Près d'un tiers (31%) des Brésiliens de moins de vingt ans sont en surpoids ou souffrent d'obésité, selon les données de l'Institut Desiderata.

Et une étude menée par cette ONG auprès des 5-19 ans a montré que huit sondés sur dix avaient consommé au moins un aliment ultra-transformé, comme des boissons sucrées ou des biscuits industriels, la veille d'être interrogés.

"La science a montré que ces produits sont mauvais pour la santé et qu'ils sont la cause de 70% des maladies chroniques dans le monde", dit le pédiatre Daniel Becker.

Il observe un "phénomène d'obésité associé à de la dénutrition", avec des carences alimentaires qui nuisent à l'apprentissage des enfants.

- Tentations à l'extérieur -

Le passage à une nourriture plus saine est un défi de taille: les aliments ultra-transformés ont tendance à "vicier le palais", d'autant plus qu'ils sont moins chers et plus faciles à trouver dans la grande distribution, prévient le docteur Becker.

A la cantine de l'école Burle Marx, Lucas, 14 ans, se régale de son poulet accompagné de riz et de haricots noirs.

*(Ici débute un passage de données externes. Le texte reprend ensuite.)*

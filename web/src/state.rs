use std::sync::Arc;

use todo_core::{DummyJsonClient, FormAction, Loader, Transport};

use crate::config::Config;

#[derive(Clone)]
pub struct AppState {
    pub loader: Loader,
    pub action: FormAction,
    /// Show developer diagnostics on error pages.
    pub dev: bool,
}

impl AppState {
    pub fn new(config: &Config, transport: Arc<dyn Transport>) -> Self {
        let client = DummyJsonClient::new(&config.api_base_url).with_delay(config.api_delay_ms);
        Self {
            loader: Loader::new(client.clone(), transport.clone()),
            action: FormAction::new(client, transport),
            dev: config.dev,
        }
    }
}
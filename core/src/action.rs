//! Write path: turn a form submission into a remote update.
//!
//! # Design
//! Both intents report through the same `Submission` contract. A success
//! carries the entity the remote echoed back; a failure carries the
//! originally submitted fields plus form-level and per-field messages so the
//! page can re-render the form pre-filled. Remote failures never escape as
//! errors, the page always receives a `Submission`.

use std::sync::Arc;

use serde::Serialize;
use serde_json::{Map, Value};

use crate::client::DummyJsonClient;
use crate::error::ApiError;
use crate::form::{checkbox_checked, FormData, Intent, INTENT_FIELD};
use crate::http::{HttpRequest, HttpResponse};
use crate::loader::{FORM_COMMENT_ID, FORM_TODO_ID};
use crate::transport::Transport;
use crate::types::{Comment, Todo};
use crate::validation::{Schema, ValidationErrors};

/// Form-level message for any failed remote update.
pub const REMOTE_FAILURE_MESSAGE: &str = "Failed!";

#[derive(Debug, Clone, PartialEq, Eq, Serialize)]
#[serde(untagged)]
pub enum Entity {
    Todo(Todo),
    Comment(Comment),
}

#[derive(Debug, Clone, PartialEq, Eq, Serialize)]
#[serde(rename_all = "camelCase")]
pub struct SubmissionFailure {
    pub payload: Map<String, Value>,
    #[serde(flatten)]
    pub errors: ValidationErrors,
}

#[derive(Debug, Clone, PartialEq, Eq, Serialize)]
#[serde(tag = "kind", rename_all = "camelCase")]
pub enum Submission {
    Success { entity: Entity },
    ValidationError(SubmissionFailure),
    RemoteError(SubmissionFailure),
    /// The intent was missing or unrecognized; nothing was sent.
    Ignored,
}

impl Submission {
    pub fn failure(&self) -> Option<&SubmissionFailure> {
        match self {
            Submission::ValidationError(failure) | Submission::RemoteError(failure) => {
                Some(failure)
            }
            _ => None,
        }
    }
}

#[derive(Clone)]
pub struct FormAction {
    client: DummyJsonClient,
    transport: Arc<dyn Transport>,
    comment_schema: Schema,
}

impl FormAction {
    pub fn new(client: DummyJsonClient, transport: Arc<dyn Transport>) -> Self {
        Self {
            client,
            transport,
            comment_schema: Schema::comment(),
        }
    }

    pub async fn submit(&self, form: &FormData) -> Submission {
        match form.intent() {
            Some(Intent::Todo) => self.update_todo(form).await,
            Some(Intent::Comment) => self.update_comment(form).await,
            None => {
                tracing::debug!(intent = ?form.get(INTENT_FIELD), "ignoring submission");
                Submission::Ignored
            }
        }
    }

    async fn update_todo(&self, form: &FormData) -> Submission {
        let mut fields = update_fields(form);
        let completed = checkbox_checked(form.get("completed"));
        fields.insert("completed".to_string(), Value::Bool(completed));

        let result = self
            .round_trip(self.client.build_update_todo(FORM_TODO_ID, &fields))
            .await
            .and_then(|response| self.client.parse_todo(response))
            .and_then(|todo| ApiError::check_id("todo", FORM_TODO_ID, todo.id).map(|()| todo));
        self.finish(form, result.map(Entity::Todo))
    }

    async fn update_comment(&self, form: &FormData) -> Submission {
        if let Err(errors) = self.comment_schema.validate(form) {
            return Submission::ValidationError(SubmissionFailure {
                payload: form.to_json(),
                errors,
            });
        }

        let fields = update_fields(form);
        let result = self
            .round_trip(self.client.build_update_comment(FORM_COMMENT_ID, &fields))
            .await
            .and_then(|response| self.client.parse_comment(response))
            .and_then(|comment| {
                ApiError::check_id("comment", FORM_COMMENT_ID, comment.id).map(|()| comment)
            });
        self.finish(form, result.map(Entity::Comment))
    }

    async fn round_trip(
        &self,
        request: Result<HttpRequest, ApiError>,
    ) -> Result<HttpResponse, ApiError> {
        let request = request?;
        tracing::debug!(method = %request.method, url = %request.url, "sending update");
        self.transport.execute(request).await
    }

    fn finish(&self, form: &FormData, result: Result<Entity, ApiError>) -> Submission {
        match result {
            Ok(entity) => Submission::Success { entity },
            Err(err) => {
                tracing::warn!(error = %err, "remote update failed");
                Submission::RemoteError(SubmissionFailure {
                    payload: form.to_json(),
                    errors: ValidationErrors::form(REMOTE_FAILURE_MESSAGE),
                })
            }
        }
    }
}

/// Submitted fields forwarded to the remote, without the discriminator.
fn update_fields(form: &FormData) -> Map<String, Value> {
    let mut fields = form.to_json();
    fields.remove(INTENT_FIELD);
    fields
}

#[cfg(test)]
mod tests {
    use super::*;
    use crate::http::HttpMethod;
    use crate::transport::fake::ScriptedTransport;
    use serde_json::json;

    const TODO_URL: &str = "http://api.test/todos/1";
    const COMMENT_URL: &str = "http://api.test/comments/1";
    const TODO_DONE: &str = r#"{"id":1,"todo":"Do something","completed":true,"userId":5}"#;
    const COMMENT_ECHO: &str = r#"{"id":1,"body":"hello world","postId":242,"likes":3,"user":{"id":105,"username":"emmac","fullName":"Emma Wilson"}}"#;

    fn action(transport: &Arc<ScriptedTransport>) -> FormAction {
        FormAction::new(DummyJsonClient::new("http://api.test"), transport.clone())
    }

    fn form(pairs: &[(&str, &str)]) -> FormData {
        pairs.iter().copied().collect()
    }

    fn sent_body(request: &HttpRequest) -> Value {
        serde_json::from_str(request.body.as_deref().unwrap()).unwrap()
    }

    #[tokio::test]
    async fn todo_intent_sends_one_put_with_completed_true() {
        let transport =
            Arc::new(ScriptedTransport::default().respond(HttpMethod::Put, TODO_URL, 200, TODO_DONE));
        let result = action(&transport)
            .submit(&form(&[("completed", "on"), ("intent", "todo")]))
            .await;

        let calls = transport.calls();
        assert_eq!(calls.len(), 1);
        assert_eq!(calls[0].method, HttpMethod::Put);
        assert_eq!(calls[0].url, TODO_URL);
        assert_eq!(sent_body(&calls[0]), json!({"completed": true}));

        match result {
            Submission::Success {
                entity: Entity::Todo(todo),
            } => assert!(todo.completed),
            other => panic!("unexpected result: {other:?}"),
        }
    }

    #[tokio::test]
    async fn unchecked_box_sends_completed_false() {
        let transport =
            Arc::new(ScriptedTransport::default().respond(HttpMethod::Put, TODO_URL, 200, TODO_DONE));
        action(&transport).submit(&form(&[("intent", "todo")])).await;
        assert_eq!(sent_body(&transport.calls()[0]), json!({"completed": false}));
    }

    #[tokio::test]
    async fn todo_remote_failure_is_reported() {
        let transport =
            Arc::new(ScriptedTransport::default().fail(HttpMethod::Put, TODO_URL, "reset by peer"));
        let result = action(&transport)
            .submit(&form(&[("completed", "on"), ("intent", "todo")]))
            .await;

        let Submission::RemoteError(failure) = result else {
            panic!("expected remote error, got {result:?}");
        };
        assert_eq!(failure.errors.form_errors, [REMOTE_FAILURE_MESSAGE]);
        assert_eq!(failure.payload["completed"], "on");
        assert_eq!(failure.payload["intent"], "todo");
    }

    #[tokio::test]
    async fn short_comment_is_rejected_without_request() {
        let transport = Arc::new(ScriptedTransport::default());
        let result = action(&transport)
            .submit(&form(&[("body", "hi"), ("intent", "comment")]))
            .await;

        let Submission::ValidationError(failure) = result else {
            panic!("expected validation error, got {result:?}");
        };
        assert_eq!(failure.errors.field("body"), ["Message is too short"]);
        assert_eq!(failure.payload["body"], "hi");
        assert!(transport.calls().is_empty());
    }

    #[tokio::test]
    async fn repeated_body_is_validated_as_sent() {
        let transport = Arc::new(ScriptedTransport::default().respond(
            HttpMethod::Put,
            COMMENT_URL,
            200,
            COMMENT_ECHO,
        ));
        let result = action(&transport)
            .submit(&form(&[
                ("body", "hello world"),
                ("body", "hi"),
                ("intent", "comment"),
            ]))
            .await;

        let Submission::ValidationError(failure) = result else {
            panic!("expected validation error, got {result:?}");
        };
        assert_eq!(failure.errors.field("body"), ["Message is too short"]);
        assert!(transport.calls().is_empty());

        let result = action(&transport)
            .submit(&form(&[
                ("body", "hi"),
                ("body", "hello world"),
                ("intent", "comment"),
            ]))
            .await;
        assert!(matches!(result, Submission::Success { .. }));
        assert_eq!(sent_body(&transport.calls()[0]), json!({"body": "hello world"}));
    }

    #[tokio::test]
    async fn missing_comment_body_is_required() {
        let transport = Arc::new(ScriptedTransport::default());
        let result = action(&transport).submit(&form(&[("intent", "comment")])).await;
        let failure = result.failure().unwrap();
        assert_eq!(failure.errors.field("body"), ["Message is required"]);
        assert!(transport.calls().is_empty());
    }

    #[tokio::test]
    async fn valid_comment_sends_one_put_and_returns_echo() {
        let transport = Arc::new(ScriptedTransport::default().respond(
            HttpMethod::Put,
            COMMENT_URL,
            200,
            COMMENT_ECHO,
        ));
        let result = action(&transport)
            .submit(&form(&[("body", "hello world"), ("intent", "comment")]))
            .await;

        let calls = transport.calls();
        assert_eq!(calls.len(), 1);
        assert_eq!(sent_body(&calls[0]), json!({"body": "hello world"}));
        match result {
            Submission::Success {
                entity: Entity::Comment(comment),
            } => assert_eq!(comment.body, "hello world"),
            other => panic!("unexpected result: {other:?}"),
        }
    }

    #[tokio::test]
    async fn empty_comment_echo_is_a_remote_error() {
        let transport =
            Arc::new(ScriptedTransport::default().respond(HttpMethod::Put, COMMENT_URL, 200, ""));
        let result = action(&transport)
            .submit(&form(&[("body", "hello world"), ("intent", "comment")]))
            .await;
        let Submission::RemoteError(failure) = result else {
            panic!("expected remote error, got {result:?}");
        };
        assert_eq!(failure.errors.form_errors, ["Failed!"]);
        assert!(failure.errors.field_errors.is_empty());
    }

    #[tokio::test]
    async fn echo_of_another_record_is_a_remote_error() {
        let other_todo = TODO_DONE.replacen(r#""id":1,"#, r#""id":2,"#, 1);
        let other_comment = COMMENT_ECHO.replacen(r#""id":1,"#, r#""id":7,"#, 1);
        let transport = Arc::new(
            ScriptedTransport::default()
                .respond(HttpMethod::Put, TODO_URL, 200, &other_todo)
                .respond(HttpMethod::Put, COMMENT_URL, 200, &other_comment),
        );

        for fields in [
            &[("completed", "on"), ("intent", "todo")][..],
            &[("body", "hello world"), ("intent", "comment")][..],
        ] {
            let result = action(&transport).submit(&form(fields)).await;
            let Submission::RemoteError(failure) = result else {
                panic!("expected remote error, got {result:?}");
            };
            assert_eq!(failure.errors.form_errors, [REMOTE_FAILURE_MESSAGE]);
        }
        assert_eq!(transport.calls().len(), 2);
    }

    #[tokio::test]
    async fn unknown_intent_is_ignored() {
        let transport = Arc::new(ScriptedTransport::default());
        for fields in [&[("intent", "delete")][..], &[("body", "hello world")][..]] {
            assert_eq!(action(&transport).submit(&form(fields)).await, Submission::Ignored);
        }
        assert!(transport.calls().is_empty());
    }

    #[test]
    fn submission_serializes_with_kind_tag() {
        let mut errors = ValidationErrors::default();
        errors.add_field("body", "Message is too short");
        let failure = Submission::ValidationError(SubmissionFailure {
            payload: form(&[("body", "hi")]).to_json(),
            errors,
        });
        assert_eq!(
            serde_json::to_value(&failure).unwrap(),
            json!({
                "kind": "validationError",
                "payload": {"body": "hi"},
                "formErrors": [],
                "fieldErrors": {"body": ["Message is too short"]}
            })
        );
        assert_eq!(
            serde_json::to_value(&Submission::Ignored).unwrap(),
            json!({"kind": "ignored"})
        );
    }
}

Mais une fois sorti de l'école, il lui arrive d'acheter "des biscuits ou des chips", admet-il.

Hors de l'école, c'est à la maison qu'il faut montrer le bon exemple, estime Marluce Fortunato.

Elle raconte qu'un parent d'élève s'est plaint auprès de son école, mécontent de voir son fils réclamer des jus de fruits naturels, longs à préparer et plus chers que des sodas. Dans une ville où d'innombrables familles peinent à boucler les fins de mois, la malbouffe a encore de beaux jours devant elle.

- "Oeufs de Barbie" -

Mais Vera Lucia Perreira, 60 ans, a sauté le pas: elle a appris à cuisiner à sa petite fille de sept ans des légumes bio: "il faut qu'ils soient bons pour la santé, mais aussi qu'ils soient savoureux".

Elle est une des 160 femmes bénéficiaires du projet Favela Organica (Favela bio), qui a débuté il y a 13 ans à Babilonia, quartier pauvre à flanc de colline avec une vue imprenable sur la plage de Leme, près de Copacabana.

Les ateliers de sensibilisation sont également destinés aux plus petits, qui apprennent par exemple à préparer des "oeufs de Barbie", oeufs durs teintés au jus de betterave.

Quand la fondatrice de Favela Organica, Regina Tchelly, 42 ans, intervient dans ses écoles, les élèves sont mis au défi d'avoir dans leur assiette des produits naturels de cinq couleurs différentes.

Les recettes enseignées dans le cadre de ce projet ont été compilées dans un livre, récompensé par le prestigieux prix littéraire Jabuti.

Au-delà de Rio, des ONG, des experts et des célébrités appellent à une prise de conscience au niveau national, avec une campagne publicitaire intitulée "Doce veneno" (poison sucré).

Objectif: obtenir que le gouvernement surtaxe les aliments ultra-transformés et que les recettes fiscales occasionnées soient utilisées pour rendre la nourriture saine moins chère et plus accessible.